La concepción del Salvador fue la encarnación de Dios (Jn. 1:14), no solamente constituida por el poder divino, sino también de la esencia divina, produciendo así al Dios-hombre de dos naturalezas: la divina y la humana. A través de esto Dios se unió a la humanidad para poder manifestarse en la carne (1 Ti. 3:16) y ser el Salvador-Hombre (Lc. 2:11).
Además del misterio de la encarnación de Cristo, Lucas también habla respecto a la resurrección de Cristo. Él es tanto Aquel que se encarnó como Aquel que resucitó. Como Dios, Él se encarnó para ser un hombre. Como hombre, se le dio muerte y, después, Él se levantó de entre los muertos. Ahora Él, Aquel que se encarnó y resucitó, está en resurrección. Como Aquel que se encarnó, Cristo introdujo a Dios en el hombre; y como Aquel que resucitó, Cristo introdujo al hombre en Dios. Actualmente le recibimos como Aquel que se encarnó y resucitó, y podemos experimentar y disfrutar de esta transacción en virtud de la cual Dios es introducido en el hombre y el hombre es introducido en Dios.

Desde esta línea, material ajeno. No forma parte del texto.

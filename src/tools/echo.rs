/// Echo Endpoint Implementation
///
/// Accepts an arbitrary JSON object and returns it unmodified inside a
/// wrapper object. No schema is enforced beyond "the body is a JSON object";
/// malformed or non-object bodies are rejected by the framework's JSON
/// extractor with a 4xx response before this handler runs.

use actix_web::{web, HttpResponse, Result};
use chrono::Utc;
use serde_json::{Map, Value};
use std::sync::atomic::{AtomicU64, Ordering};

use crate::core::utils;

/// Echo endpoint handler.
///
/// Wraps the posted object with a timestamp and a confirmation message. The
/// payload passes through untouched. This endpoint is intentionally not
/// listed in the `/mcp` catalog.
pub async fn echo(
    counter: web::Data<AtomicU64>,
    body: web::Json<Map<String, Value>>,
) -> Result<HttpResponse> {
    counter.fetch_add(1, Ordering::Relaxed);
    Ok(HttpResponse::Ok().json(serde_json::json!({
        "echoed": body.into_inner(),
        "timestamp": utils::iso8601(Utc::now()),
        "message": "Echo successful"
    })))
}
//! Mock worker: the single invocation target every rewritten task calls.
//!
//! The worker owns no data. Each invocation is appended to the ledger first and
//! the stub is then selected by that invocation's own ledger position, so the
//! worker can serve any number of concurrent invocations.

use serde::{Deserialize, Serialize};
use serde_json::Value;
use sfn_tester_types::Stub;
use tracing::{debug, warn};

use crate::ledger::{LedgerError, StubLedger};
use crate::rewrite::DEFAULT_IDENTITY_KEY;

mod server;

pub use server::{INVOKE_ROUTE, MockWorkerServer, RunningMockWorkerServer};

/// Error type reported when no stub exists for an invocation.
pub const STUB_NOT_FOUND_ERROR: &str = "StubNotFoundError";
/// Error type reported when the envelope carries no identity tag.
pub const INVALID_ENVELOPE_ERROR: &str = "InvalidEnvelope";

/// Task-level failure handed back to the workflow engine.
#[derive(Debug, Clone, PartialEq, Eq, Serialize, Deserialize)]
#[serde(rename_all = "camelCase")]
pub struct TaskFailure {
    pub error_type: String,
    pub error_message: String,
}

impl TaskFailure {
    pub fn new(error_type: impl Into<String>, error_message: impl Into<String>) -> Self {
        Self {
            error_type: error_type.into(),
            error_message: error_message.into(),
        }
    }
}

/// What the worker answers for one invocation.
#[derive(Debug, Clone, PartialEq)]
pub enum WorkerReply {
    /// Task output.
    Output(Value),
    /// The task fails; the engine applies the state's `Retry`/`Catch` rules.
    Failure(TaskFailure),
}

/// Stub-serving invocation target.
#[derive(Clone)]
pub struct MockWorker {
    ledger: StubLedger,
    identity_key: String,
}

impl MockWorker {
    pub fn new(ledger: StubLedger) -> Self {
        Self::with_identity_key(ledger, DEFAULT_IDENTITY_KEY)
    }

    pub fn with_identity_key(ledger: StubLedger, identity_key: impl Into<String>) -> Self {
        Self {
            ledger,
            identity_key: identity_key.into(),
        }
    }

    pub fn ledger(&self) -> &StubLedger {
        &self.ledger
    }

    /// Serve one invocation envelope.
    ///
    /// Missing stubs are task outcomes. Only store and ledger faults surface as
    /// `Err`; those are transport faults.
    pub async fn invoke(&self, envelope: Value) -> Result<WorkerReply, LedgerError> {
        let Some(function_name) = envelope.get(&self.identity_key).and_then(Value::as_str).map(str::to_string) else {
            warn!(identity_key = %self.identity_key, "invocation envelope carries no identity tag");
            return Ok(WorkerReply::Failure(TaskFailure::new(
                INVALID_ENVELOPE_ERROR,
                format!("invocation envelope has no string '{}' field", self.identity_key),
            )));
        };
        let payload = self.effective_payload(envelope);

        let position = self.ledger.record_invocation(&function_name, payload).await?;

        match self.ledger.consume_stub_at(&function_name, position).await {
            Ok(Stub::Result { result }) => {
                debug!(function = %function_name, "serving stub result");
                Ok(WorkerReply::Output(result))
            }
            Ok(Stub::Exception { exception }) => {
                debug!(function = %function_name, error_type = %exception.r#type, "serving stub exception");
                Ok(WorkerReply::Failure(TaskFailure::new(exception.r#type, exception.message)))
            }
            Err(error) if error.is_stub_not_found() => {
                warn!(function = %function_name, %error, "no stub for invocation");
                Ok(WorkerReply::Failure(TaskFailure::new(STUB_NOT_FOUND_ERROR, error.to_string())))
            }
            Err(error) => Err(error),
        }
    }

    /// `input` when the envelope carries it, otherwise the envelope minus the identity tag.
    fn effective_payload(&self, envelope: Value) -> Value {
        match envelope {
            Value::Object(mut fields) => match fields.shift_remove("input") {
                Some(input) => input,
                None => {
                    fields.shift_remove(&self.identity_key);
                    Value::Object(fields)
                }
            },
            other => other,
        }
    }
}
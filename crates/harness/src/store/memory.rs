//! In-memory shared store for tests and single-process runs.

use std::collections::BTreeMap;
use std::sync::Arc;

use async_trait::async_trait;
use regex::Regex;
use serde_json::Value;
use tokio::sync::Mutex;

use super::{SharedStore, StoreError};

#[derive(Debug, Clone)]
enum Entry {
    Text(String),
    List(Vec<String>),
}

/// Store that keeps serialised values in a process-local map.
///
/// Values are stored as JSON text, exactly as the Redis store does, so both
/// stores exercise the same serialise/deserialise round trip.
#[derive(Debug, Clone, Default)]
pub struct MemoryStore {
    entries: Arc<Mutex<BTreeMap<String, Entry>>>,
}

impl MemoryStore {
    pub fn new() -> Self {
        Self::default()
    }
}

#[async_trait]
impl SharedStore for MemoryStore {
    async fn get(&self, key: &str) -> Result<Option<Value>, StoreError> {
        let entries = self.entries.lock().await;
        match entries.get(key) {
            None => Ok(None),
            Some(Entry::Text(text)) => Ok(Some(serde_json::from_str(text)?)),
            Some(Entry::List(_)) => Err(StoreError::wrong_type(key)),
        }
    }

    async fn set(&self, key: &str, value: &Value) -> Result<(), StoreError> {
        let text = serde_json::to_string(value)?;
        self.entries.lock().await.insert(key.to_string(), Entry::Text(text));
        Ok(())
    }

    async fn keys(&self, pattern: &str) -> Result<Vec<String>, StoreError> {
        let matcher = glob_to_regex(pattern)?;
        let entries = self.entries.lock().await;
        Ok(entries.keys().filter(|key| matcher.is_match(key)).cloned().collect())
    }

    async fn del(&self, keys: &[String]) -> Result<usize, StoreError> {
        let mut entries = self.entries.lock().await;
        Ok(keys.iter().filter(|key| entries.remove(key.as_str()).is_some()).count())
    }

    async fn append(&self, key: &str, value: &Value) -> Result<usize, StoreError> {
        let text = serde_json::to_string(value)?;
        let mut entries = self.entries.lock().await;
        match entries.entry(key.to_string()).or_insert_with(|| Entry::List(Vec::new())) {
            Entry::List(items) => {
                items.push(text);
                Ok(items.len())
            }
            Entry::Text(_) => Err(StoreError::wrong_type(key)),
        }
    }

    async fn range(&self, key: &str, limit: Option<usize>) -> Result<Vec<Value>, StoreError> {
        let entries = self.entries.lock().await;
        match entries.get(key) {
            None => Ok(Vec::new()),
            Some(Entry::List(items)) => items
                .iter()
                .take(limit.unwrap_or(usize::MAX))
                .map(|text| serde_json::from_str(text).map_err(StoreError::from))
                .collect(),
            Some(Entry::Text(_)) => Err(StoreError::wrong_type(key)),
        }
    }

    async fn ping(&self) -> Result<(), StoreError> {
        Ok(())
    }
}

/// Translate a Redis-style glob into an anchored regular expression.
///
/// Supports `*`, `?`, `\\` escapes and `[...]` classes with `^` negation and
/// `a-z` ranges. An unterminated `[` matches itself.
fn glob_to_regex(pattern: &str) -> Result<Regex, StoreError> {
    let characters: Vec<char> = pattern.chars().collect();
    let mut expression = String::with_capacity(pattern.len() + 2);
    expression.push('^');
    let mut index = 0;
    while index < characters.len() {
        match characters[index] {
            '*' => expression.push_str(".*"),
            '?' => expression.push('.'),
            '\\' => {
                if let Some(escaped) = characters.get(index + 1) {
                    expression.push_str(&regex::escape(&escaped.to_string()));
                    index += 1;
                }
            }
            '[' => match class_to_regex(&characters[index + 1..]) {
                Some((class, consumed)) => {
                    expression.push_str(&class);
                    index += consumed;
                }
                None => expression.push_str(&regex::escape("[")),
            },
            other => expression.push_str(&regex::escape(&other.to_string())),
        }
        index += 1;
    }
    expression.push('$');
    Regex::new(&expression).map_err(|error| StoreError::InvalidPattern {
        pattern: pattern.to_string(),
        reason: error.to_string(),
    })
}

/// Translate the body of a `[...]` class that follows the opening bracket.
/// Returns the regex class and how many characters it used, closing bracket
/// included, or `None` when the class is never closed.
fn class_to_regex(body: &[char]) -> Option<(String, usize)> {
    let mut class = String::from("[");
    let mut index = 0;
    if body.first() == Some(&'^') {
        class.push('^');
        index += 1;
    }
    while index < body.len() {
        match body[index] {
            ']' => {
                class.push(']');
                return Some((class, index + 1));
            }
            '\\' if index + 1 < body.len() => {
                index += 1;
                push_class_literal(&mut class, body[index]);
            }
            '-' if index + 1 < body.len() && body[index + 1] != ']' && !class.ends_with(['[', '^']) => class.push('-'),
            literal => push_class_literal(&mut class, literal),
        }
        index += 1;
    }
    None
}

fn push_class_literal(class: &mut String, literal: char) {
    if literal.is_ascii_punctuation() {
        class.push('\\');
    }
    class.push(literal);
}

Cristo, Aquel que se encarnó y resucitó, es nuestro Salvador. A fin de ser experimentado y disfrutado por nosotros, este Salvador es revelado en el Evangelio de Lucas como el sol naciente, la luz, la gloria, un prestamista, un samaritano, Aquel que encuentra la oveja perdida, el mejor vestido, el becerro gordo, el reino de Dios y Aquel del cual profetiza el Antiguo Testamento. Esta Persona maravillosa lo es todo en la salvación de Dios.